Brief: Show every line of the data where the word "plain" can be found.

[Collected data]
·····

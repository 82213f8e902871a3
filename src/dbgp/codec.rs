//! DBGp wire protocol codec
//!
//! DBGp frames are `<ascii-decimal-length>\0<xml-bytes>\0`. The length is
//! a byte count, so the decoder operates on raw bytes and only converts
//! to UTF-8 once a complete payload is extracted.

use base64::{engine::general_purpose::STANDARD, Engine as _};

/// Streaming frame decoder over an accumulating byte buffer
///
/// Feed arbitrary chunks; complete XML payloads come out in order. A
/// malformed length prefix is recovered from by skipping past its NUL.
#[derive(Debug, Default)]
pub struct FrameDecoder {
    buffer: Vec<u8>,
}

impl FrameDecoder {
    pub fn new() -> Self {
        Self::default()
    }

    /// Append a chunk and drain all complete frames
    pub fn feed(&mut self, chunk: &[u8]) -> Vec<String> {
        self.buffer.extend_from_slice(chunk);

        let mut frames = Vec::new();
        loop {
            let Some(nul) = self.buffer.iter().position(|&b| b == 0) else {
                break;
            };

            let length = std::str::from_utf8(&self.buffer[..nul])
                .ok()
                .and_then(|s| s.parse::<i64>().ok());

            let length = match length {
                Some(l) if l > 0 => l as usize,
                _ => {
                    tracing::warn!(
                        prefix = %String::from_utf8_lossy(&self.buffer[..nul]),
                        "malformed DBGp length prefix, resynchronizing"
                    );
                    self.buffer.drain(..=nul);
                    continue;
                }
            };

            // Payload plus its trailing NUL must be present
            if self.buffer.len() < nul + 1 + length + 1 {
                break;
            }

            let payload = self.buffer[nul + 1..nul + 1 + length].to_vec();
            self.buffer.drain(..nul + 1 + length + 1);
            frames.push(String::from_utf8_lossy(&payload).into_owned());
        }

        frames
    }
}

/// Encode a DBGp command frame: `<verb> -i <txid> <args>\0`
///
/// `data`, when present, is base64-encoded after a literal `--` separator
/// per the DBGp convention for free-form payloads.
pub fn encode_command(
    verb: &str,
    txid: u32,
    args: &[(&str, String)],
    data: Option<&[u8]>,
) -> Vec<u8> {
    let mut command = format!("{verb} -i {txid}");
    for (flag, value) in args {
        command.push_str(&format!(" {flag} {value}"));
    }
    if let Some(data) = data {
        command.push_str(" -- ");
        command.push_str(&STANDARD.encode(data));
    }

    let mut bytes = command.into_bytes();
    bytes.push(0);
    bytes
}

/// Decode a `file://` URI into a plain path
///
/// Percent escapes are decoded; if any escape is invalid the remainder is
/// returned unchanged (scheme still stripped). Non-URI inputs pass
/// through untouched.
pub fn decode_file_uri(value: &str) -> String {
    let Some(rest) = value.strip_prefix("file://") else {
        return value.to_string();
    };
    percent_decode(rest).unwrap_or_else(|| rest.to_string())
}

fn percent_decode(s: &str) -> Option<String> {
    let bytes = s.as_bytes();
    let mut out = Vec::with_capacity(bytes.len());
    let mut i = 0;
    while i < bytes.len() {
        if bytes[i] == b'%' {
            let hex = bytes.get(i + 1..i + 3)?;
            let hex = std::str::from_utf8(hex).ok()?;
            out.push(u8::from_str_radix(hex, 16).ok()?);
            i += 3;
        } else {
            out.push(bytes[i]);
            i += 1;
        }
    }
    String::from_utf8(out).ok()
}

#[cfg(test)]
mod tests {
    use super::*;

    fn frame(xml: &str) -> Vec<u8> {
        let mut out = xml.len().to_string().into_bytes();
        out.push(0);
        out.extend_from_slice(xml.as_bytes());
        out.push(0);
        out
    }

    #[test]
    fn decodes_single_frame() {
        let mut decoder = FrameDecoder::new();
        let frames = decoder.feed(&frame("<init/>"));
        assert_eq!(frames, vec!["<init/>"]);
    }

    #[test]
    fn byte_at_a_time_matches_single_chunk() {
        let mut wire = frame("<response command=\"run\"/>");
        wire.extend_from_slice(&frame("<response command=\"st\u{00e9}p\"/>"));

        let mut whole = FrameDecoder::new();
        let expected = whole.feed(&wire);
        assert_eq!(expected.len(), 2);

        let mut dribble = FrameDecoder::new();
        let mut got = Vec::new();
        for byte in &wire {
            got.extend(dribble.feed(std::slice::from_ref(byte)));
        }
        assert_eq!(got, expected);
    }

    #[test]
    fn length_is_bytes_not_chars() {
        // "é" is two bytes in UTF-8
        let xml = "<a v=\"\u{00e9}\"/>";
        let mut decoder = FrameDecoder::new();
        let frames = decoder.feed(&frame(xml));
        assert_eq!(frames, vec![xml]);
    }

    #[test]
    fn recovers_from_garbage_length_prefix() {
        let mut wire = b"not-a-number\0".to_vec();
        wire.extend_from_slice(&frame("<init/>"));

        let mut decoder = FrameDecoder::new();
        let frames = decoder.feed(&wire);
        assert_eq!(frames, vec!["<init/>"]);
    }

    #[test]
    fn recovers_from_zero_length() {
        let mut wire = b"0\0".to_vec();
        wire.extend_from_slice(&frame("<init/>"));

        let mut decoder = FrameDecoder::new();
        assert_eq!(decoder.feed(&wire), vec!["<init/>"]);
    }

    #[test]
    fn incomplete_frame_waits_for_more_input() {
        let wire = frame("<response/>");
        let mut decoder = FrameDecoder::new();
        assert!(decoder.feed(&wire[..5]).is_empty());
        assert_eq!(decoder.feed(&wire[5..]), vec!["<response/>"]);
    }

    #[test]
    fn encodes_command_with_base64_payload() {
        let bytes = encode_command(
            "breakpoint_set",
            7,
            &[("-t", "conditional".to_string()), ("-n", "42".to_string())],
            Some("$i === 50".as_bytes()),
        );
        let text = String::from_utf8(bytes[..bytes.len() - 1].to_vec()).unwrap();
        assert_eq!(
            text,
            format!(
                "breakpoint_set -i 7 -t conditional -n 42 -- {}",
                STANDARD.encode("$i === 50")
            )
        );
        assert_eq!(*bytes.last().unwrap(), 0);
    }

    #[test]
    fn base64_round_trips_utf8() {
        let original = "if ($名前 === \"héllo\") { return; }";
        let encoded = STANDARD.encode(original);
        let decoded = STANDARD.decode(encoded).unwrap();
        assert_eq!(String::from_utf8(decoded).unwrap(), original);
    }

    #[test]
    fn decodes_file_uris() {
        assert_eq!(
            decode_file_uri("file:///var/www/html/a%20b.php"),
            "/var/www/html/a b.php"
        );
        assert_eq!(decode_file_uri("/plain/path.php"), "/plain/path.php");
        // Invalid escape passes through with the scheme stripped
        assert_eq!(decode_file_uri("file:///bad%zz"), "/bad%zz");
    }
}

·····

Reply to the exercise:
/// Decode a `file://` URI into a plain path
        assert_eq!(decode_file_uri("/plain/path.php"), "/plain/path.php");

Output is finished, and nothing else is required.